Пятова, оттесненного сокамерниками к параше, Кустарь сразу же взял под свое покровительство, поместив на нарах рядом с собой. Под влиянием Кустаря ему даже вернули шелковые кальсоны и брюки со штрипками.
Остальные подследственные вызывали у Кустаря приблизительно такую же брезгливость, какую вызывают у чистоплотного человека клопы, тараканы, крысы и прочая нечисть.
Создавалось впечатление, что Перхотин не столько переживает сам арест, сколько обстановку, в которую попал.
Сельскому кулаку по натуре, а Кустарь таким был и остался, претила вся эта блатная шваль, несолидная, несерьезная, «без поведения», не умеющая по-настоящему ни жить, ни работать, ни грабить, ни убивать. Замест самопляса – кокаин, замест махры – опиум, замест топора – перышко… Тьфу, нелюдь!
– Слезно в другую камеру просился, – сказал Борин. – Уж так слезно!
– Обещали?
– Покуда нет.
– Что так?
– Сказал, что подождем первого допроса. Ежели заслужит, тогда можно будет и перевести. В порядке поощрения…
– Улиманову тоже арестовываем?
– Ежели у вас каких-либо особых соображений на сей счет нет, то… чего ей зря без дела болтаться? – позволил себе скудную шутку, не выходящую за пределы среднепайковой нормы, Борин и перечислил: – Укрывательство награбленного, пособничество, скупка заведомо краденого, а главное – поможет Кустаря «разговорить». Ведь она тоже… «человек с поведением».
Каких-либо «особых соображений», препятствующих аресту Улимановой, у меня, разумеется, не было. После задержания Кустаря оставлять ее на свободе представлялось не только нецелесообразным, но и несправедливым.
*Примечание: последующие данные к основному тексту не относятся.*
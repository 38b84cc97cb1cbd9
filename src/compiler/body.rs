use std::collections::HashSet;
use std::rc::Rc;

use crate::error::ScriptError;
use crate::helpers::ImmutableString;
use crate::reader::{Datum, DatumKind};
use crate::vm::Value;

use super::{error, Bytecode, Compiler, Constant, Context, Lambda, Op};

// Fixed arguments and the rest argument, if any
type Formals<'d> = (Vec<&'d str>, Option<&'d str>);

fn parse_formals(formals: &Datum) -> Result<Formals, ScriptError> {
    let (fixed, rest) = match formals.kind {
        DatumKind::Symbol(ref rest) => return Ok((vec![], Some(&rest[..]))),
        DatumKind::List(ref fixed) => (fixed, None),
        DatumKind::Pair { ref car, ref cdr } => match cdr.symbol() {
            Some(rest) => (car, Some(rest)),
            None => return error("Invalid formals.", formals),
        },
        _ => return error("Invalid formals.", formals),
    };

    let mut names = Vec::with_capacity(fixed.len());
    for argument in fixed {
        match argument.symbol() {
            Some(name) => names.push(name),
            None => return error("Invalid argument.", argument),
        }
    }

    let mut seen = HashSet::new();
    for name in names.iter().chain(rest.iter()) {
        check!(seen.insert(*name), ScriptError::compile("Duplicate argument.", &formals.position));
    }
    Ok((names, rest))
}

impl<'a> Compiler<'a> {
    /// `(lambda formals body ...)`. The body gets a value scope of its own; the
    /// finished procedure becomes a constant of the enclosing one.
    pub(super) fn compile_lambda(
        &mut self,
        form: &Datum,
        items: &[Datum],
        ctx: Context,
        out: &mut Bytecode,
        name: Option<ImmutableString>,
    ) -> Result<bool, ScriptError> {
        check!(items.len() >= 2, ScriptError::compile("Invalid lambda.", &form.position));
        let (arguments, rest) = parse_formals(&items[1])?;

        self.flush(ctx.scope, out)?;

        let scope = self.scopes.push_value_scope(ctx.scope);
        for argument in arguments.iter().chain(rest.iter()) {
            self.scopes.add_variable(scope, argument, None, None, self.heap);
        }

        let body_ctx = Context {
            scope,
            top_level: false,
            definitions: true,
            tail: true,
        };
        let mut body = Bytecode::new();
        let pushed = match self.compile_sequence(&items[2..], body_ctx, &mut body) {
            Ok(pushed) => pushed,
            Err(e) => {
                self.scopes.pop(scope);
                return Err(e);
            }
        };
        if !pushed {
            self.scopes.pop(scope);
            return error("Function has no body.", form);
        }
        body.emit(Op::Return);

        let (slot_count, constants) = self.scopes.finish(scope);
        let lambda = Lambda {
            name,
            argument_count: arguments.len(),
            rest: rest.is_some(),
            slot_count,
            constants,
            body,
        };
        trace!("lambda {:?} with {} slots", lambda.name, lambda.slot_count);

        let index = self.scopes.add_constant(ctx.scope, Constant::Lambda(Rc::new(lambda)));
        out.emit_with(Op::Lambda, index as i32);
        Ok(true)
    }

    pub(super) fn compile_begin(&mut self, items: &[Datum], ctx: Context, out: &mut Bytecode) -> Result<bool, ScriptError> {
        if items.len() == 1 {
            self.flush(ctx.scope, out)?;
            self.emit_constant(Value::Unspecified, ctx.scope, out);
            return Ok(true);
        }
        self.compile_sequence(&items[1..], ctx, out)
    }

    /// Compiles forms one after the other, dropping every value but the last.
    /// Only the last form is in tail position.
    pub(super) fn compile_sequence(
        &mut self,
        forms: &[Datum],
        ctx: Context,
        out: &mut Bytecode,
    ) -> Result<bool, ScriptError> {
        let mut pushed = false;
        for (i, form) in forms.iter().enumerate() {
            if pushed {
                out.emit(Op::Pop);
            }
            let last = i + 1 == forms.len();
            pushed = self.compile(form, Context { tail: ctx.tail && last, ..ctx }, out)?;
        }
        Ok(pushed)
    }
}

#[cfg(test)]
mod test {
    use super::*;
    use crate::reader::read;

    fn formals(text: &str) -> Result<(Vec<String>, Option<String>), String> {
        let datum = read(text, None).unwrap().remove(0);
        parse_formals(&datum)
            .map(|(fixed, rest)| (fixed.iter().map(|s| s.to_string()).collect(), rest.map(String::from)))
            .map_err(|e| e.message().to_string())
    }

    #[test]
    fn formals_shapes() {
        assert_eq!(formals("args"), Ok((vec![], Some("args".into()))));
        assert_eq!(formals("(a b)"), Ok((vec!["a".into(), "b".into()], None)));
        assert_eq!(formals("(a . b)"), Ok((vec!["a".into()], Some("b".into()))));
        assert_eq!(formals("()"), Ok((vec![], None)));
    }

    #[test]
    fn invalid_formals() {
        assert_eq!(formals("(a 1)"), Err("Invalid argument.".into()));
        assert_eq!(formals("(a . 1)"), Err("Invalid formals.".into()));
        assert_eq!(formals("(a b a)"), Err("Duplicate argument.".into()));
        assert_eq!(formals("(a . a)"), Err("Duplicate argument.".into()));
        assert_eq!(formals("1"), Err("Invalid formals.".into()));
    }
}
– Не думаете использовать ее в расследовании убийства Глазукова?
– Думать-то думаю, Леонид Борисович. Только надежда тут малая. На сей счет не обольщаюсь. Ежели она скажет, что ни сном ни духом об убийстве не ведала, поверю.
– Интуиция?
– Бог его знает, Леонид Борисович. Как изволите, так и называйте: нюхом, опытом, интуицией, психологией. А только поверю. В чем ином – нет, а в этом поверю. И ей поверю, и Кустарю. В сторонке они от этого дела стояли, да и не слышали ничего.
– Говорят, земля слухами полнится…
– Пустое, Леонид Борисович.
– Но все-таки за кого цепляться будем? За Корейшу? За Филимонова?
Он отрицательно покачал головой.
– За кухарку покойного?
– Тоже в сторонке. В наводке она не участвовала.
– Где же концы искать?
– Может быть, в дальнейших показаниях Эгерт, – как нечто само собой разумеющееся сказал Борин, – а может, Семенюка…
– Этого пьяницы? – скептически спросил я, невольно становясь на позицию Ермаша.
– Пьяница-то он пьяница, верно. Но ежели Семенюк не ошибся, отвечая на десятки других вопросов, то почему должен был ошибиться, описывая внешность, а тем паче одежду преступника?
– «Земгусарский шевиотовый френч, офицерские шаровары и черные хромовые сапоги на высоких каблуках»?
– Совершенно справедливо.
– Как же расценивать тогда показания нашего Прозорова о том, что последним посетителем Глазукова был студент в темно-зеленой куртке института гражданских инженеров, лет двадцати – двадцати пяти?
– Прозоров без года неделю службу в сыске проходит, Леонид Борисович, а Семенюк всю жизнь портняжит. Ремесло почище клейма: всегда о себе напомнит.
– Но противоречия в описании внешности убийцы.